The world is getting hotter, faster. A report published last week found that human-caused global warming is now increasing by 0.27 degrees Celsius per decade. That rate was recorded at 0.2 degrees in the 1970s, and has been growing since.
This doesn’t surprise scientists who have been crunching the numbers. For years, measurements have followed predictions that the rate of warming in the atmosphere would speed up. But now, patterns that have been evident in charts and graphs are starting to become a bigger part of people’s daily lives.
“Each additional fractional degree of warming brings about a relatively larger increase in atmospheric extremes, like extreme downpours and severe droughts and wildfires,” said Daniel Swain, a climate scientist at the University of California.
While this aligns with scientific predictions of how climate change can intensify such events, the increase in severity may feel sudden to people who experience them.
“Back when we had lesser levels of warming, that relationship was a little bit less dramatic,” Dr. Swain said. “There is growing evidence that the most extreme extremes probably will increase faster and to a greater extent than we used to think was the case,” he added.
Take rainfall, for example. Generally, extreme rainfall is intensifying at a rate of 7 percent with each degree Celsius of atmospheric warming. But recent studies indicate that so-called record-shattering events are increasing at double that rate, Dr. Swain said.
“There is no weather that’s happening outside of climate,” said Kate Marvel, a climate scientist and author of the book “Human Nature.”
“This is stuff that’s manifesting in the real world,” she said, citing catastrophes like Hurricane Helene and Vermont’s historic floods in 2023.
According to Dr. Swain, scientists have yet to come to a universal understanding of these events, in part because the infrequent nature of outliers makes them difficult to study.
And as warming has intensified, so have the impacts on vulnerable regions of the planet like the Arctic and Antarctic, making previously rare or hidden consequences more apparent. Scientists are fine-tuning their models to understand the behavior of the vast ice sheets in such places to match the rapid changes they’re observing.
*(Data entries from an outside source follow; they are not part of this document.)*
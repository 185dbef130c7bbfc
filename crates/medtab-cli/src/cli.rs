//! CLI argument definitions.

use std::path::PathBuf;

use clap::{Parser, Subcommand};
use clap_verbosity_flag::{InfoLevel, Verbosity};

#[derive(Parser)]
#[command(
    name = "medtab",
    version,
    about = "Synthesize messy medical visit datasets and normalize them",
    long_about = "Generate a deliberately inconsistent synthetic medical dataset,\n\
                  then clean it into an analysis-ready canonical table with\n\
                  summary charts."
)]
pub struct Cli {
    #[command(subcommand)]
    pub command: Command,

    /// Adjust log verbosity (-v for debug, -vv for trace, -q for errors only).
    #[command(flatten)]
    pub verbosity: Verbosity<InfoLevel>,
}

#[derive(Subcommand)]
pub enum Command {
    /// Generate a raw synthetic dataset.
    Generate(GenerateArgs),

    /// Normalize a raw dataset into the canonical table and render charts.
    Clean(CleanArgs),

    /// Generate and clean in one run.
    Demo(DemoArgs),
}

#[derive(Parser)]
pub struct GenerateArgs {
    /// Number of patient records to generate (50 duplicates are appended).
    #[arg(long = "n-records", value_name = "N", default_value_t = 1000)]
    pub n_records: usize,

    /// Directory for the generated dataset.
    #[arg(long = "output-dir", value_name = "DIR", default_value = "data")]
    pub output_dir: PathBuf,

    /// RNG seed for reproducible output.
    #[arg(long = "seed", value_name = "SEED")]
    pub seed: Option<u64>,
}

#[derive(Parser)]
pub struct CleanArgs {
    /// Path to the raw dataset.
    #[arg(
        long = "input",
        value_name = "FILE",
        default_value = "data/complex_medical_data.csv"
    )]
    pub input_file: PathBuf,

    /// Path for the cleaned dataset.
    #[arg(
        long = "output",
        value_name = "FILE",
        default_value = "cleaned_data/cleaned_data.csv"
    )]
    pub output_file: PathBuf,

    /// Directory for the summary charts (created if absent).
    #[arg(
        long = "plot-dir",
        value_name = "DIR",
        default_value = "cleaned_data/plots"
    )]
    pub plot_dir: PathBuf,
}

#[derive(Parser)]
pub struct DemoArgs {
    /// Working directory for the demo run.
    #[arg(value_name = "DIR", default_value = "demo")]
    pub dir: PathBuf,

    /// Number of patient records to generate.
    #[arg(long = "n-records", value_name = "N", default_value_t = 1000)]
    pub n_records: usize,

    /// RNG seed for reproducible output.
    #[arg(long = "seed", value_name = "SEED")]
    pub seed: Option<u64>,
}
//! Table-wide missing-value resolution.
//!
//! Runs after the column-local stages: Temperature nulls are filled with the
//! column mean computed before any fill, BloodPressure nulls with the
//! `Normal` sentinel, MedicalNotes nulls with `No medical information`.
//! The notes sentinel here is intentionally distinct from the column-local
//! stage's `No notes available`.

use anyhow::Result;
use tracing::debug;

use medtab_model::{CellValue, Table, columns};

/// Sentinel for blood pressure readings that could not be parsed.
pub const NORMAL_BP_SENTINEL: &str = "Normal";

/// Sentinel for notes still missing at the table-wide pass.
pub const NO_INFORMATION_SENTINEL: &str = "No medical information";

pub fn resolve_missing_values(table: &mut Table) -> Result<()> {
    fill_temperature_mean(table)?;
    fill_missing_with(table, columns::BLOOD_PRESSURE, NORMAL_BP_SENTINEL)?;
    fill_missing_with(table, columns::MEDICAL_NOTES, NO_INFORMATION_SENTINEL)?;
    Ok(())
}

fn fill_temperature_mean(table: &mut Table) -> Result<()> {
    let idx = table.column_index(columns::TEMPERATURE)?;
    let mut sum = 0.0;
    let mut count = 0usize;
    for row in &table.rows {
        if let Some(value) = row[idx].as_f64() {
            sum += value;
            count += 1;
        }
    }
    if count == 0 {
        // Degenerate all-missing column: nothing to average, leave as-is.
        debug!("temperature column has no numeric values, skipping mean fill");
        return Ok(());
    }
    let mean = sum / count as f64;
    let mut filled = 0usize;
    for row in &mut table.rows {
        if row[idx].is_missing() {
            row[idx] = CellValue::Number(mean);
            filled += 1;
        }
    }
    debug!(mean, filled, "filled missing temperatures with column mean");
    Ok(())
}

fn fill_missing_with(table: &mut Table, column: &str, sentinel: &str) -> Result<()> {
    let idx = table.column_index(column)?;
    let mut filled = 0usize;
    for row in &mut table.rows {
        if row[idx].is_missing() {
            row[idx] = CellValue::Text(sentinel.to_string());
            filled += 1;
        }
    }
    debug!(column, sentinel, filled, "filled missing cells");
    Ok(())
}
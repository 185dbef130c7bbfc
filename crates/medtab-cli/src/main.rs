//! medtab CLI entry point.

use clap::Parser;

use medtab_cli::cli::{Cli, Command};
use medtab_cli::logging::init_logging;
use medtab_cli::pipeline::{run_clean, run_demo, run_generate};

fn main() {
    let cli = Cli::parse();
    init_logging(
        cli.verbosity.tracing_level_filter(),
        cli.verbosity.is_present(),
    );

    let result = match cli.command {
        Command::Generate(args) => run_generate(&args).map(|_| ()),
        Command::Clean(args) => run_clean(&args).map(|_| ()),
        Command::Demo(args) => run_demo(&args).map(|_| ()),
    };

    if let Err(error) = result {
        eprintln!("error: {error:#}");
        std::process::exit(1);
    }
}
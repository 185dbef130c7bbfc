//! Command orchestration: generate, clean, demo.
//!
//! The cleaning run is staged load → normalize → save → charts, with the
//! table handed linearly from stage to stage. The only fatal error is a
//! missing input file; per-cell problems are absorbed by the engine.

use std::path::{Path, PathBuf};

use anyhow::{Context, Result};
use tracing::{info, info_span};

use medtab_core::{clean_table, load_dataset, save_dataset};
use medtab_model::Table;
use medtab_report::render_all;
use medtab_synth::SyntheticDataGenerator;

use crate::cli::{CleanArgs, DemoArgs, GenerateArgs};

/// Generates the raw dataset; returns the written file path.
pub fn run_generate(args: &GenerateArgs) -> Result<PathBuf> {
    let span = info_span!("generate", n_records = args.n_records);
    let _guard = span.enter();

    let mut generator = match args.seed {
        Some(seed) => SyntheticDataGenerator::with_seed(args.n_records, &args.output_dir, seed),
        None => SyntheticDataGenerator::new(args.n_records, &args.output_dir),
    }?;
    generator.write_dataset()
}

/// Loads, normalizes, saves, and charts a raw dataset.
pub fn run_clean(args: &CleanArgs) -> Result<Table> {
    clean_dataset(&args.input_file, &args.output_file, &args.plot_dir)
}

/// Generate-then-clean under one working directory.
pub fn run_demo(args: &DemoArgs) -> Result<Table> {
    let raw_dir = args.dir.join("data");
    let generate_args = GenerateArgs {
        n_records: args.n_records,
        output_dir: raw_dir,
        seed: args.seed,
    };
    let raw_path = run_generate(&generate_args)?;
    clean_dataset(
        &raw_path,
        &args.dir.join("cleaned_data").join("cleaned_data.csv"),
        &args.dir.join("cleaned_data").join("plots"),
    )
}

fn clean_dataset(input_file: &Path, output_file: &Path, plot_dir: &Path) -> Result<Table> {
    let span = info_span!("clean", input = %input_file.display());
    let _guard = span.enter();

    let mut table = load_dataset(input_file)
        .with_context(|| format!("loading dataset {}", input_file.display()))?;
    let raw_rows = table.height();

    clean_table(&mut table).context("running cleaning pipeline")?;
    info!(
        raw_rows,
        clean_rows = table.height(),
        dropped = raw_rows - table.height(),
        "normalization finished"
    );

    save_dataset(&table, output_file)
        .with_context(|| format!("saving dataset {}", output_file.display()))?;
    render_all(&table, plot_dir).context("rendering summary charts")?;

    Ok(table)
}
//! Logging setup via `tracing` / `tracing-subscriber`.
//!
//! Verbosity comes from the CLI flags; `RUST_LOG` still wins when the user
//! has not passed any explicit verbosity flag.

use tracing::level_filters::LevelFilter;
use tracing_subscriber::EnvFilter;

/// Initializes the global subscriber.
///
/// `explicit` marks whether the level filter came from a CLI flag; when it
/// did, the environment filter is ignored.
pub fn init_logging(level: LevelFilter, explicit: bool) {
    let filter = if explicit {
        EnvFilter::default().add_directive(level.into())
    } else {
        EnvFilter::builder()
            .with_default_directive(level.into())
            .from_env_lossy()
    };
    tracing_subscriber::fmt()
        .with_env_filter(filter)
        .with_target(false)
        .with_writer(std::io::stderr)
        .init();
}
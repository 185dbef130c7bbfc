//! Synthetic patient-visit dataset generator.
//!
//! Every field is rendered through one of a small, explicitly enumerated menu
//! of format variants so the downstream cleaning pipeline has every code path
//! exercised. On top of the per-field variants the generator injects missing
//! cells, re-dated duplicate rows, and a final shuffle.

use std::fs;
use std::path::{Path, PathBuf};

use anyhow::{Context, Result, ensure};
use chrono::{Days, NaiveDate};
use rand::rngs::StdRng;
use rand::seq::{IndexedRandom, SliceRandom};
use rand::{Rng, SeedableRng};
use tracing::{debug, info};

use medtab_model::{CellValue, Table, columns};

/// File name of the raw dataset inside the output directory.
pub const DATASET_FILE_NAME: &str = "complex_medical_data.csv";

/// The six calendar renderings a `VisitDate` cell may use.
///
/// Each entry is a `chrono` format string; the cleaner must round-trip every
/// one of them back to ISO form.
pub const DATE_FORMATS: [&str; 6] = [
    "%Y-%m-%d",
    "%d/%m/%Y",
    "%m-%d-%Y",
    "%Y/%m/%d",
    "%d-%b-%Y",
    "%B %d, %Y",
];

const ANCHOR_DATE: (i32, u32, u32) = (2020, 1, 1);
const DUPLICATE_ROWS: usize = 50;
const MISSING_CELL_PROBABILITY: f64 = 0.1;

const GENDER_POOL: [&str; 10] = [
    "M", "F", "Male", "Female", "m", "f", "MALE", "FEMALE", "Other", "",
];
const INSURANCE_POOL: [&str; 6] = ["Private", "Medicare", "Medicaid", "None", "", "N/A"];
const CONDITIONS: [&str; 5] = ["Hypertension", "Diabetes", "Asthma", "COPD", "Arthritis"];
const SYMPTOMS: [&str; 5] = ["fever", "cough", "fatigue", "pain", "nausea"];
const MEDICATIONS: [&str; 4] = ["Aspirin", "Lisinopril", "Metformin", "Ventolin"];
const LAB_OUTCOMES: [&str; 3] = ["Positive", "Negative", "Inconclusive"];

fn patient_id_padded(rng: &mut StdRng) -> String {
    format!("P{:04}", rng.random_range(0..=9999))
}

fn patient_id_dashed(rng: &mut StdRng) -> String {
    format!("PAT-{}", rng.random_range(0..=999))
}

fn patient_id_underscored(rng: &mut StdRng) -> String {
    format!("PATIENT_{}", rng.random_range(0..=999))
}

fn patient_id_hospital(rng: &mut StdRng) -> String {
    format!(
        "H{}-{}",
        rng.random_range(0..=99),
        rng.random_range(0..=9999)
    )
}

const PATIENT_ID_VARIANTS: [fn(&mut StdRng) -> String; 4] = [
    patient_id_padded,
    patient_id_dashed,
    patient_id_underscored,
    patient_id_hospital,
];

fn temp_celsius_symbol(t: f64) -> String {
    format!("{t:.1}°C")
}

fn temp_fahrenheit_symbol(t: f64) -> String {
    format!("{:.1}°F", t * 9.0 / 5.0 + 32.0)
}

fn temp_bare(t: f64) -> String {
    format!("{t:.1}")
}

fn temp_celsius_suffix(t: f64) -> String {
    format!("{t:.1} C")
}

fn temp_fahrenheit_suffix(t: f64) -> String {
    format!("{:.1} F", t * 9.0 / 5.0 + 32.0)
}

const TEMPERATURE_VARIANTS: [fn(f64) -> String; 5] = [
    temp_celsius_symbol,
    temp_fahrenheit_symbol,
    temp_bare,
    temp_celsius_suffix,
    temp_fahrenheit_suffix,
];

fn bp_slash(sys: i64, dia: i64) -> String {
    format!("{sys}/{dia}")
}

fn bp_dash(sys: i64, dia: i64) -> String {
    format!("{sys}-{dia}")
}

fn bp_backslash(sys: i64, dia: i64) -> String {
    format!("{sys}\\{dia}")
}

fn bp_over(sys: i64, dia: i64) -> String {
    format!("{sys} over {dia}")
}

// Incomplete reading: systolic only.
fn bp_systolic_only(sys: i64, _dia: i64) -> String {
    format!("{sys}")
}

const BLOOD_PRESSURE_VARIANTS: [fn(i64, i64) -> String; 5] =
    [bp_slash, bp_dash, bp_backslash, bp_over, bp_systolic_only];

/// Generator for a deliberately messy patient-visit dataset.
pub struct SyntheticDataGenerator {
    n_records: usize,
    output_dir: PathBuf,
    rng: StdRng,
}

impl SyntheticDataGenerator {
    /// Creates a generator seeded from OS entropy.
    pub fn new(n_records: usize, output_dir: impl Into<PathBuf>) -> Result<Self> {
        Self::build(n_records, output_dir.into(), StdRng::from_os_rng())
    }

    /// Creates a generator with a fixed seed for reproducible output.
    pub fn with_seed(n_records: usize, output_dir: impl Into<PathBuf>, seed: u64) -> Result<Self> {
        Self::build(n_records, output_dir.into(), StdRng::seed_from_u64(seed))
    }

    fn build(n_records: usize, output_dir: PathBuf, rng: StdRng) -> Result<Self> {
        ensure!(n_records > 0, "n_records must be a positive integer");
        Ok(Self {
            n_records,
            output_dir,
            rng,
        })
    }

    fn generate_patient_id(&mut self) -> String {
        let variant = PATIENT_ID_VARIANTS[self.rng.random_range(0..PATIENT_ID_VARIANTS.len())];
        variant(&mut self.rng)
    }

    fn generate_visit_date(&mut self) -> String {
        let (year, month, day) = ANCHOR_DATE;
        let anchor = NaiveDate::from_ymd_opt(year, month, day).unwrap_or_default();
        let offset: i64 = self.rng.random_range(-1000..=500);
        let date = if offset >= 0 {
            anchor
                .checked_add_days(Days::new(offset as u64))
                .unwrap_or(anchor)
        } else {
            anchor
                .checked_sub_days(Days::new(offset.unsigned_abs()))
                .unwrap_or(anchor)
        };
        let format = DATE_FORMATS[self.rng.random_range(0..DATE_FORMATS.len())];
        date.format(format).to_string()
    }

    fn generate_age(&mut self) -> CellValue {
        // Range deliberately extends below zero to exercise the clamp rule.
        CellValue::Number(self.rng.random_range(-10..120) as f64)
    }

    fn generate_temperature(&mut self) -> String {
        let celsius: f64 = self.rng.random_range(35.5..40.5);
        let variant = TEMPERATURE_VARIANTS[self.rng.random_range(0..TEMPERATURE_VARIANTS.len())];
        variant(celsius)
    }

    fn generate_blood_pressure(&mut self) -> String {
        let systolic: i64 = self.rng.random_range(90..=180);
        let diastolic: i64 = self.rng.random_range(60..=100);
        let variant =
            BLOOD_PRESSURE_VARIANTS[self.rng.random_range(0..BLOOD_PRESSURE_VARIANTS.len())];
        variant(systolic, diastolic)
    }

    fn generate_medical_notes(&mut self) -> String {
        let condition = *CONDITIONS.choose(&mut self.rng).unwrap_or(&CONDITIONS[0]);
        let symptom = *SYMPTOMS.choose(&mut self.rng).unwrap_or(&SYMPTOMS[0]);
        let medication = *MEDICATIONS
            .choose(&mut self.rng)
            .unwrap_or(&MEDICATIONS[0]);
        match self.rng.random_range(0..5) {
            0 => format!("Patient presents with {symptom}. Diagnosed with {condition}."),
            1 => format!("Prescribed {medication} for {condition}"),
            2 => format!("{} - {symptom} observed", condition.to_uppercase()),
            3 => format!("History of {condition}; new symptoms: {symptom}"),
            _ => String::new(),
        }
    }

    fn generate_lab_result(&mut self) -> CellValue {
        match self.rng.random_range(0..6) {
            0 => CellValue::Number(self.rng.random_range(0.0..10.0)),
            1 => CellValue::Text(format!("{:.2}", self.rng.random_range(0.0..10.0))),
            2 => CellValue::Text(
                (*LAB_OUTCOMES.choose(&mut self.rng).unwrap_or(&LAB_OUTCOMES[0])).to_string(),
            ),
            3 => CellValue::Text(format!("{}%", self.rng.random_range(0..=100))),
            4 => CellValue::Text(format!("< {:.1}", self.rng.random_range(0.0..5.0))),
            _ => CellValue::Text(format!("> {:.1}", self.rng.random_range(5.0..10.0))),
        }
    }

    fn generate_row(&mut self) -> Vec<CellValue> {
        vec![
            CellValue::Text(self.generate_patient_id()),
            CellValue::Text(self.generate_visit_date()),
            self.generate_age(),
            CellValue::Text(
                (*GENDER_POOL.choose(&mut self.rng).unwrap_or(&"")).to_string(),
            ),
            CellValue::Text(
                (*INSURANCE_POOL.choose(&mut self.rng).unwrap_or(&"")).to_string(),
            ),
            CellValue::Text(self.generate_medical_notes()),
            CellValue::Text(self.generate_temperature()),
            CellValue::Text(self.generate_blood_pressure()),
            self.generate_lab_result(),
            self.generate_lab_result(),
            self.generate_lab_result(),
            self.generate_lab_result(),
        ]
    }

    /// Generates the full raw table: `n_records` rows plus re-dated
    /// duplicates, with missing cells injected and row order shuffled.
    pub fn generate(&mut self) -> Table {
        let mut table = Table::with_schema();
        for _ in 0..self.n_records {
            let row = self.generate_row();
            table.push_row(row);
        }

        self.inject_missing_cells(&mut table);
        self.append_redated_duplicates(&mut table);
        table.rows.shuffle(&mut self.rng);

        debug!(
            rows = table.height(),
            columns = table.width(),
            "generated raw dataset"
        );
        table
    }

    fn inject_missing_cells(&mut self, table: &mut Table) {
        let mut injected = 0usize;
        for row in &mut table.rows {
            for cell in row.iter_mut() {
                if self.rng.random_bool(MISSING_CELL_PROBABILITY) {
                    *cell = CellValue::Missing;
                    injected += 1;
                }
            }
        }
        debug!(cells = injected, "injected missing values");
    }

    fn append_redated_duplicates(&mut self, table: &mut Table) {
        let amount = DUPLICATE_ROWS.min(table.height());
        let date_idx = match table.column_index(columns::VISIT_DATE) {
            Ok(idx) => idx,
            Err(_) => return,
        };
        let picks = rand::seq::index::sample(&mut self.rng, table.height(), amount);
        let mut duplicates = Vec::with_capacity(amount);
        for idx in picks {
            let mut row = table.rows[idx].clone();
            row[date_idx] = CellValue::Text(self.generate_visit_date());
            duplicates.push(row);
        }
        table.rows.extend(duplicates);
    }

    /// Generates the dataset and writes it as CSV under the output directory.
    ///
    /// Returns the path of the written file.
    pub fn write_dataset(&mut self) -> Result<PathBuf> {
        let table = self.generate();
        fs::create_dir_all(&self.output_dir)
            .with_context(|| format!("creating output dir {}", self.output_dir.display()))?;
        let path = self.output_dir.join(DATASET_FILE_NAME);
        write_csv(&table, &path)?;
        info!(rows = table.height(), path = %path.display(), "raw dataset written");
        Ok(path)
    }
}

fn write_csv(table: &Table, path: &Path) -> Result<()> {
    let mut writer =
        csv::Writer::from_path(path).with_context(|| format!("creating {}", path.display()))?;
    writer.write_record(&table.columns)?;
    for row in &table.rows {
        writer.write_record(row.iter().map(|cell| cell.to_output_string()))?;
    }
    writer.flush()?;
    Ok(())
}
In March, a NASA analysis found that sea levels had risen faster than expected in 2024, in part because of a combination of melting glaciers and heat penetrating deeper into oceans, causing them to expand thermodynamically. Sea surface temperatures are rising faster than previously predicted, too, according to a study published in April by researchers at the National Center for Earth Observation in Britain.
Cecilia Bitz, a professor of climate science at the University of Washington, said that modeling the Earth is complex, and that there are an innumerable amount of small factors that could be taken into account. But even with these uncertainties, scientists have ways of building their models to identify trends that are largely accurate. “Nothing is defying our big picture about the physics of the climate system,” Dr. Bitz said.
Overall atmospheric warming has consistently followed modeling predictions for decades. But recently, the fundamental imbalance responsible for this heat has been tilting — catching even scientists off guard.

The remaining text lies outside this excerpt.